An expedition to see if some form of life ever existed on Mars and a journey to Jupiter's icy moon Europa to study its underground ocean should be NASA’s highest-priority missions in the next decade, a new report from the National Research Council suggests.

The report, entitled "Vision and Voyages for Planetary Science in the Decade 2013-2022," was released today (March 7) after an in-depth review to outline the greatest needs for planetary exploration in the next decade.

NASA's current budget woes, however, might delay some or all of these missions, the report warns. NASA, like all federal agencies, is currently operating without an official 2011 budget – the government is working under a temporary spending measure called a continuing resolution.  

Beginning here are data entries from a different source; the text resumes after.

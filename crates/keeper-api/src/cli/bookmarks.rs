//! Bookmark commands: list, add, delete, clear, show.

use anyhow::{Context, Result, bail};
use comfy_table::{Cell, Color, ContentArrangement, Table, presets};
use console::style;

use keeper_core::layout::to_rows;
use keeper_types::bookmark::{MutationOutcome, split_items};

use crate::state::AppState;

/// Print a user's bookmarks laid out `columns` per row.
pub async fn list_bookmarks(state: &AppState, user: &str, columns: usize, json: bool) -> Result<()> {
    let bookmarks = state
        .store
        .get_bookmarks_list(user)
        .await
        .with_context(|| format!("failed to list bookmarks for '{user}'"))?;

    if json {
        let result = serde_json::json!({
            "user": user,
            "bookmarks": bookmarks,
            "count": bookmarks.len(),
        });
        println!("{}", serde_json::to_string_pretty(&result)?);
        return Ok(());
    }

    if bookmarks.is_empty() {
        println!();
        println!("  {} No bookmarks.", style("i").blue().bold());
        println!("     Add some with: bmk add {user} <item>[,<item>...]");
        println!();
        return Ok(());
    }

    println!();
    println!(
        "  Bookmarks for '{}' ({} entries)",
        style(user).cyan(),
        bookmarks.len()
    );
    println!();

    let mut table = Table::new();
    table.load_preset(presets::UTF8_FULL_CONDENSED);
    table.set_content_arrangement(ContentArrangement::Dynamic);
    for row in to_rows(&bookmarks, columns) {
        table.add_row(row.into_iter().map(|b| Cell::new(b).fg(Color::Cyan)));
    }
    println!("{table}");
    println!();

    Ok(())
}

/// Add comma-separated bookmarks.
pub async fn add_bookmarks(state: &AppState, user: &str, items: &str, json: bool) -> Result<()> {
    let items = parse_items(items)?;
    let outcome = state
        .store
        .add_bookmarks(user, &items)
        .await
        .with_context(|| format!("failed to add bookmarks for '{user}'"))?;
    print_outcome(user, "Added", "already bookmarked", &outcome, json)
}

/// Delete comma-separated bookmarks.
pub async fn delete_bookmarks(state: &AppState, user: &str, items: &str, json: bool) -> Result<()> {
    let items = parse_items(items)?;
    let outcome = state
        .store
        .delete_bookmarks(user, &items)
        .await
        .with_context(|| format!("failed to delete bookmarks for '{user}'"))?;
    print_outcome(user, "Deleted", "not bookmarked", &outcome, json)
}

/// Remove every bookmark of a user.
pub async fn clear_bookmarks(state: &AppState, user: &str, json: bool) -> Result<()> {
    let outcome = state
        .store
        .clear_bookmarks(user)
        .await
        .with_context(|| format!("failed to clear bookmarks for '{user}'"))?;

    if json {
        return print_json(user, &outcome);
    }

    println!();
    if outcome.persisted {
        println!(
            "  {} Cleared {} bookmark(s) for '{}'",
            style("ok").green(),
            outcome.applied.len(),
            style(user).cyan()
        );
    } else {
        println!(
            "  {} No bookmarks stored for '{}', nothing to clear.",
            style("i").blue().bold(),
            style(user).cyan()
        );
    }
    println!();
    Ok(())
}

/// Print the stored document as JSON, unknown fields included.
pub async fn show_document(state: &AppState, user: &str, json: bool) -> Result<()> {
    let document = state
        .store
        .load_document(user)
        .await
        .with_context(|| format!("failed to load document for '{user}'"))?;

    match document {
        Some(document) => println!("{}", serde_json::to_string_pretty(&document)?),
        None if json => println!("null"),
        None => {
            println!();
            println!(
                "  {} No document stored for '{}'.",
                style("i").blue().bold(),
                style(user).cyan()
            );
            println!();
        }
    }
    Ok(())
}

fn parse_items(raw: &str) -> Result<Vec<String>> {
    let items = split_items(raw);
    if items.is_empty() {
        bail!("no bookmarks given; pass a comma-separated list such as \"news, weather\"");
    }
    Ok(items)
}

fn print_json(user: &str, outcome: &MutationOutcome) -> Result<()> {
    let result = serde_json::json!({
        "user": user,
        "outcome": outcome,
    });
    println!("{}", serde_json::to_string_pretty(&result)?);
    Ok(())
}

fn print_outcome(
    user: &str,
    verb: &str,
    skipped_reason: &str,
    outcome: &MutationOutcome,
    json: bool,
) -> Result<()> {
    if json {
        return print_json(user, outcome);
    }

    println!();
    println!(
        "  {} {verb} {} bookmark(s) for '{}'",
        style("ok").green(),
        outcome.applied.len(),
        style(user).cyan()
    );
    for item in &outcome.skipped {
        println!("     {} {item} ({skipped_reason})", style("-").dim());
    }
    println!();
    Ok(())
}

#[cfg(test)]
mod tests {
    use super::*;

    #[test]
    fn test_parse_items_trims_and_drops_empty() {
        assert_eq!(
            parse_items(" news , ,weather,").unwrap(),
            vec!["news".to_string(), "weather".to_string()]
        );
    }

    #[test]
    fn test_parse_items_rejects_blank() {
        assert!(parse_items(" , ").is_err());
    }
}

President Barack Obama's 2012 budget request for NASA, which could set the stage for the flagship missions in the new report, also faces an uphill battle in Congress. [What Obama and Congress Should Do for Spaceflight]

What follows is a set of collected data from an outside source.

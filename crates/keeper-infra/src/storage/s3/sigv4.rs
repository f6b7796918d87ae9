//! AWS Signature Version 4 request signing for S3.
//!
//! Only the header-based flavour is implemented: the caller supplies the
//! headers to sign (including `host`, `x-amz-date` and
//! `x-amz-content-sha256`) and gets back the `Authorization` value.

use std::collections::BTreeMap;
use std::fmt::Write as _;

use chrono::{DateTime, Utc};
use hmac::{Hmac, Mac};
use sha2::{Digest, Sha256};

use keeper_types::error::StorageError;

type HmacSha256 = Hmac<Sha256>;

pub const ALGORITHM: &str = "AWS4-HMAC-SHA256";
const SERVICE: &str = "s3";

/// SHA-256 of an empty payload, the content hash of a body-less GET.
pub const EMPTY_PAYLOAD_SHA256: &str =
    "e3b0c44298fc1c149afbf4c8996fb92427ae41e4649b934ca495991b7852b855";

/// Format a timestamp as `YYYYMMDDTHHMMSSZ`.
pub fn amz_date(time: &DateTime<Utc>) -> String {
    time.format("%Y%m%dT%H%M%SZ").to_string()
}

/// Lowercase hex encoding.
pub fn hex_encode(bytes: &[u8]) -> String {
    bytes.iter().fold(String::with_capacity(bytes.len() * 2), |mut out, b| {
        let _ = write!(out, "{b:02x}");
        out
    })
}

pub fn sha256_hex(data: &[u8]) -> String {
    format!("{:x}", Sha256::digest(data))
}

fn hmac_sha256(key: &[u8], data: &[u8]) -> Result<Vec<u8>, StorageError> {
    let mut mac = HmacSha256::new_from_slice(key)
        .map_err(|e| StorageError::Transport(format!("request signing failed: {e}")))?;
    mac.update(data);
    Ok(mac.finalize().into_bytes().to_vec())
}

/// URI-encode per the SigV4 rules: unreserved characters pass through,
/// everything else is `%XX`. `/` is kept when `keep_slash` is set (paths).
pub fn uri_encode(input: &str, keep_slash: bool) -> String {
    let mut out = String::with_capacity(input.len());
    for byte in input.bytes() {
        match byte {
            b'A'..=b'Z' | b'a'..=b'z' | b'0'..=b'9' | b'-' | b'_' | b'.' | b'~' => {
                out.push(byte as char)
            }
            b'/' if keep_slash => out.push('/'),
            _ => {
                let _ = write!(out, "%{byte:02X}");
            }
        }
    }
    out
}

/// A request about to be signed.
///
/// `headers` maps lowercase names to values; the map's ordering gives the
/// canonical header order.
#[derive(Debug, Clone)]
pub struct RequestToSign<'a> {
    pub method: &'a str,
    /// Already URI-encoded absolute path.
    pub canonical_uri: &'a str,
    /// Already encoded and sorted query string, or empty.
    pub canonical_query: &'a str,
    pub headers: BTreeMap<String, String>,
    pub payload_sha256: &'a str,
}

impl RequestToSign<'_> {
    /// `name1;name2;...` in canonical order.
    pub fn signed_headers(&self) -> String {
        self.headers
            .keys()
            .map(String::as_str)
            .collect::<Vec<_>>()
            .join(";")
    }

    pub fn canonical_request(&self) -> String {
        let mut canonical_headers = String::new();
        for (name, value) in &self.headers {
            let _ = writeln!(canonical_headers, "{name}:{}", value.trim());
        }
        format!(
            "{}\n{}\n{}\n{}\n{}\n{}",
            self.method,
            self.canonical_uri,
            self.canonical_query,
            canonical_headers,
            self.signed_headers(),
            self.payload_sha256
        )
    }
}

/// Signing identity and scope.
pub struct Signer<'a> {
    pub access_key_id: &'a str,
    pub secret_access_key: &'a str,
    pub region: &'a str,
}

impl Signer<'_> {
    fn scope(&self, time: &DateTime<Utc>) -> String {
        format!(
            "{}/{}/{SERVICE}/aws4_request",
            time.format("%Y%m%d"),
            self.region
        )
    }

    pub fn string_to_sign(&self, request: &RequestToSign<'_>, time: &DateTime<Utc>) -> String {
        format!(
            "{ALGORITHM}\n{}\n{}\n{}",
            amz_date(time),
            self.scope(time),
            sha256_hex(request.canonical_request().as_bytes())
        )
    }

    fn signing_key(&self, time: &DateTime<Utc>) -> Result<Vec<u8>, StorageError> {
        let secret = format!("AWS4{}", self.secret_access_key);
        let date_key = hmac_sha256(secret.as_bytes(), time.format("%Y%m%d").to_string().as_bytes())?;
        let region_key = hmac_sha256(&date_key, self.region.as_bytes())?;
        let service_key = hmac_sha256(&region_key, SERVICE.as_bytes())?;
        hmac_sha256(&service_key, b"aws4_request")
    }

    pub fn signature(
        &self,
        request: &RequestToSign<'_>,
        time: &DateTime<Utc>,
    ) -> Result<String, StorageError> {
        let key = self.signing_key(time)?;
        let string_to_sign = self.string_to_sign(request, time);
        Ok(hex_encode(&hmac_sha256(&key, string_to_sign.as_bytes())?))
    }

    /// Value of the `Authorization` header for `request`.
    pub fn authorization(
        &self,
        request: &RequestToSign<'_>,
        time: &DateTime<Utc>,
    ) -> Result<String, StorageError> {
        Ok(format!(
            "{ALGORITHM} Credential={}/{}, SignedHeaders={}, Signature={}",
            self.access_key_id,
            self.scope(time),
            request.signed_headers(),
            self.signature(request, time)?
        ))
    }
}
//! Observability setup for Bookmarks Keeper: structured logging through
//! `tracing-subscriber`, with optional OpenTelemetry span export.

pub mod tracing_setup;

Mars astrobiology mission tops list

The report suggests NASA's highest priority large-scale planetary science mission should be the Mars Astrobiology Explorer Cacher (MAX-C), one that could help determine whether the Red Planet ever supported life. This mission will be the first step in a multipart effort to eventually return samples from Mars.

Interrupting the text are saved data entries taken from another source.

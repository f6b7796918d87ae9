//! Infrastructure layer for Bookmarks Keeper.
//!
//! Contains implementations of the `BlobStore` trait defined in `keeper-core`
//! (S3 over HTTPS with SigV4 signing, local filesystem, in-memory) and the
//! configuration loader that decides which one the store runs on.

pub mod config;
pub mod storage;
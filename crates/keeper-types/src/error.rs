use thiserror::Error;

/// Errors from blob storage backends (used by the `BlobStore` trait in keeper-core).
#[derive(Debug, Clone, Error, PartialEq, Eq)]
pub enum StorageError {
    #[error("object not found")]
    NotFound,

    #[error("precondition failed: object changed since it was read")]
    PreconditionFailed,

    #[error("invalid object key: {0}")]
    InvalidKey(String),

    #[error("transport error: {0}")]
    Transport(String),

    #[error("backend returned status {status}: {message}")]
    Backend { status: u16, message: String },

    #[error("i/o error: {0}")]
    Io(String),
}

impl StorageError {
    /// Whether this error means "the object does not exist" rather than a failure.
    pub fn is_not_found(&self) -> bool {
        matches!(self, StorageError::NotFound)
    }
}

/// Errors surfaced by bookmark store operations.
///
/// Read-side failures never appear here; they are downgraded to an absent
/// document inside the store.
#[derive(Debug, Error)]
pub enum BookmarkError {
    #[error("invalid argument: {0}")]
    InvalidArgument(String),

    #[error("failed to persist bookmarks")]
    Persist(#[source] StorageError),

    #[error("gave up after {attempts} conflicting write attempts")]
    WriteConflict { attempts: u32 },

    #[error("failed to encode bookmarks document: {0}")]
    Encode(String),
}

/// Errors raised while building a store or a storage backend.
#[derive(Debug, Clone, Error, PartialEq, Eq)]
pub enum ConfigError {
    #[error("bucket name is missing or empty")]
    MissingBucketName,

    #[error("bucket key is missing or empty")]
    MissingBucketKey,

    #[error("storage credentials are missing (need both access key id and secret access key)")]
    MissingCredentials,

    #[error("invalid configuration: {0}")]
    Invalid(String),
}
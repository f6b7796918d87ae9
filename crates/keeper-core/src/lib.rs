//! Business logic and storage trait definitions for Bookmarks Keeper.
//!
//! This crate defines the `BlobStore` port that the infrastructure layer
//! implements, and the `BookmarkStore` service built on top of it. It depends
//! only on `keeper-types` -- never on `keeper-infra` or any HTTP/IO crate.

pub mod bookmarks;
pub mod layout;
pub mod storage;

"We've achieved a great deal when it comes to advancing our knowledge of Mars in the past 15 or 20 years, but our understanding has reached the point now where the big advances in the future come from actually getting samples back to Earth," planetary scientist Steven Squyres of Cornell University, chairman of the committee that wrote the report, told

"There are severe limitations to what can be achieved with the miniaturized instruments we send to Mars — they'll always be much less capable than the best instruments and labs back on Earth, so really fundamental questions, particularly whether Mars was habitable in its history and whether life took hold there, really requires samples taken back to Earth," Squyres added.

However, the committee that wrote the report also stressed that MAX-C should be conducted only if it costs NASA about $2.5 billion, or $1 billion less than the independent estimates provided to the committee.

"We think with $2.5 billion, the key science missions for MAX-C should be achievable," Squyres said. NASA and the European Space Agency (ESA), which would run the mission jointly, should work together to reduce the scope of the mission and ensure that both agencies still benefit, the report added.

Exploring Jupiter's moon Europa

The second-priority large-scale mission should be the Jupiter Europa Orbiter (JEO).

"There are very good reasons to believe Europa has an ocean, which is probably under a relatively thin layer of ice," Squyres said. While JEO would not seek to tunnel into this ocean, "it could investigate the thickness of the ice cover, find thin spots, and investigate what the ocean might be like," he explained.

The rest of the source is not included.